To summarize the outcome literature, then, though a significant proportion of adolescents
or adults with GID may have childhood histories of GID, very few children with GID go
on to develop adolescent or adult GID. The likelihood is relatively high that they will
grow up to be homosexual, though most homosexuals are unlikely to have had GID as
children. Ironically, it seems to have been generally accepted in the literature that
children with GID are at high risk for adolescent or adult GID (see APA, 1987; Bradley
& Zucker, 1990; Rekers, Bentler, Rosen, & Lovaas, 1977; Rosen, Rekers, & Bentler,
1978; Zucker, 1985; Zucker & Green, 1992). Indeed, this line of reasoning has provided
much of the basis for endorsing treatment for children with GID, which is unsettling
given that a relatively large body of empirical evidence points to GID in adolescence or
adulthood as being an outcome for only a small percentage of children with GID.
Western cultures recognize two gender categories: boy/man versus girl/ woman. There
are, however, many cultures worldwide that have more flexible concepts of gender.

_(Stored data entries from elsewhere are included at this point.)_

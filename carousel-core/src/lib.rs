//! # Showroom Carousel Core
//!
//! Carousel engine for the showroom's vehicle galleries and hero reel.
//! Compiles to WASM so the same state machine runs in the browser and in
//! headless replay.
//!
//! ## Architecture
//!
//! ```text
//! ┌─────────────────────────────────────────────┐
//! │             carousel-core.wasm              │
//! ├─────────────────────────────────────────────┤
//! │  Index Ownership   │  Input Handling        │
//! │  - Owned / External│  - Pointer drag        │
//! │  - Wrap or clamp   │  - Arrow keys          │
//! │  - Announcements   │  - Hover / focus       │
//! ├─────────────────────────────────────────────┤
//! │  Autoplay          │  Render Views          │
//! │  - Timer driver    │  - Track transform     │
//! │  - Suspension      │  - Slides, dots, arrows│
//! └─────────────────────────────────────────────┘
//! ```

#![forbid(unsafe_code)]
#![deny(missing_docs)]
#![deny(clippy::all)]
#![deny(clippy::pedantic)]
#![allow(clippy::module_name_repetitions)]

pub mod autoplay;
pub mod carousel;
pub mod drag;
pub mod error;
pub mod event;
pub mod host;
pub mod index;
pub mod options;
pub mod render;
pub mod slide;
pub mod timer;

#[cfg(feature = "wasm")]
pub mod wasm;

pub use autoplay::{Autoplay, AutoplayGate};
pub use carousel::{
    CaptureChange, Carousel, IndexObserver, InputOutcome, KeyResponse, Navigation,
    PointerResponse,
};
pub use drag::{DragSession, DragTracker, SwipeDirection, DRAG_ACTIVATION_PX, SWIPE_THRESHOLD_RATIO};
pub use error::{CarouselError, CarouselResult};
pub use event::{CarouselInput, NavigationKey, PointerEvent, PointerId, PointerPhase};
pub use host::{frame_elapsed, ClickGuard, IndexQueue};
pub use index::{normalize, IndexOwner};
pub use options::{CarouselOptions, DEFAULT_ARIA_LABEL, DEFAULT_AUTOPLAY_INTERVAL_MS};
pub use render::{ControlsView, DotView, RegionView, SlideView, TrackStyle};
pub use slide::Slide;
pub use timer::{ManualTimers, TimerDriver, TimerToken};

/// Carousel core version
pub const VERSION: &str = env!("CARGO_PKG_VERSION");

Indeed, some cultures have three or even four gender categories (Herdt, 1994; Nanda,
1990,2000; Williams, 1992). Individuals who occupy these "alternative" gender roles are
not identified by themselves or by the members of their social groups as boys/men or as
girls/women. The manner in which gender roles are defined are also historically specific,
and as such, vary within the same culture across time (e.g., Trumbach, 1994). If turn of-
the-20th-century ideas about sexual inversion remained in place today, many of our
society's members, including "stay-at-home" dads or career oriented women, could be
labelled as mentally ill.
The cross-cultural and historical data demonstrate that binary Western gender roles are
social constructs, not the inevitable outcomes of sex differences in biology. As such,
failure for a biological male or female to conform to some historically and culturally
specific gender role ideal cannot be interpreted as inherently "dysfunctional" or
"disordered." Moreover, individuals who are categorized in non-Western culture as
neither men nor women are not necessarily recognized as "deviant," because they often
occupy respected social positions (Herdt, 1994; Nanda, 2000; Williams, 1992). This
raises the question as to whether individuals identified as "gender-disturbed" and thus
disordered in Western culture, would merely be recognized as gender variant (and
perhaps even esteemed) if born into particular non-Western cultures that employ more
pluralistic concepts of gender. Taken together, the cross cultural and historical data
strongly suggest that the failure of a biological male or female to conform to some
socially prescribed gender role represents nothing more than a conflict between the
individual and a society that seeks to police the particular gender boundaries it
legitimizes.
In contrast, it seems unlikely that discomfort with one's biological sex per se represents a
conflict between the individual and society. Discomfort with one's sex indicates an
underlying unease with how an individual experiences his or her actual biological make-
up. Such discomfort would probably exist regardless of the degree of societal openness
surrounding gender role expression.
IS GID IN CHILDREN CONSISTENT WITH THE DSM-IV DEFINITION OF
DISORDER?
Using the evidence presented, we return to the questions posed to determine if GID in
children is a mental disorder according to the criteria set out in the DSM-IV. First, is GID
associated with present distress (Sentence [1])? The answer appears to be that children
with GID, at least those who experience discomfort with the culturally prescribed gender
role of their sex, but not with their biological sex per se, are somewhat distressed, but not
necessarily at a clinically significant level. Furthermore, if distress is experienced, it is
not likely caused directly by their condition, but is more likely secondary to it. For those
whose discomfort lies with their biological sex, distress may be more evident and may be
indirectly and directly associated with that discomfort.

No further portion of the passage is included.